Additionally, Liang will provide more in-depth insight into:
- Knowledge Graph Expansion for Tourism Applications: Classic knowledge graph research focuses on building concepts that are more generic, and domain-specific knowledge graph research rarely discusses topics related to travel and tours. By contrast, we precisely focus on the travel domain that involves tightly with locations and extend the generic terms into more location-specific concepts.
- Recommendation with Limited Data Availability: Additional information we can utilize is user profiles, such as travel destination and user origin. Due to lack of user-item interaction data, we find directly using the categorical information easily leads to overfitting. Instead, we propose a novel method of dealing with categorical features.
How to lead data science teams: Behind the scenes at Uber
Juan Manuel Contreras, Data Science Manager at Uber, is coming to the Analytics and Visualisation Stage at the Data Innovation Summit with his Data Science Manager experience on How to lead data science teams: The 3 D’s of data science leadership.
As Juan says, despite a growing demand for data science managers and the unique difficulties of managing data science teams, few resources exist to support aspiring and practising data science leaders. In his presentation, he will demonstrate a framework that defines data science management and outlines three areas of competence needed to succeed as a data science leader: diplomacy, diagnosis, and development.
Spotify’s way of making data dance with analytics and demystifying AI
Completing this tech giants series, we have Jacob Olsufka, Visual Analytics Engineer at Spotify, will present his data visualisation expertise in his session Spotify: Making data dance with Analytics on August 20th at the Analytics and Visualisation Stage.
Jacob will divulge how they turn massive amounts of data into insights that help inform product decisions across the company. He will also outline the challenges they faced with moving into a more data-driven approach and automation and how they tackled them.
The next day, Ekaterina Garbaruk Monnot, Product Manager and Fredrik Schmidt, Engineering Manager at Spotify will convey their story about Demystifying AI in the organisation at the Data Engineering Stage. They will reveal how Spotify works by levelling up ML and AI knowledge in the organisation.

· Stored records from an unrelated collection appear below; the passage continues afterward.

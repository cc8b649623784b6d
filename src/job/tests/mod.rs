//! Unit tests for the job reporting module.
//!
//! Tests are organised by component: routing keys, run outcomes, log
//! references, message assembly, and the status handler.

mod message_tests;
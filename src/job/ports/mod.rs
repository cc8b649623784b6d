//! Port contracts for job reporting.
//!
//! Ports define transport-agnostic interfaces used by the status handler.

pub mod publisher;

pub use publisher::{JobPublisher, PublishError, PublishResult};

Moreover, Ekaterina and Fredrik will cover some crucial points for companies starting with ML and AI like what to think about when working with Data in a large organisation with autonomous teams and how to innovate with ML across a diverse ecosystem of software products.
Ekaterina and Fredrik will relate the importance of integrating the knowledge about AI and ML in every domain of the organisation and benefit from it. This can be achieved through educating Managers and non-coding employees about AI and ML and how they could incorporate it in the products.
They will reveal why Integrating good data practices throughout the organisation and with external partners is no longer a “technical solution”, but it is a business strategy. While, at the same time why although ML itself is a solution, it is not fit to solve every problem.
Finally, Ekaterina and Fredrik will share practical examples of good and bad data practices.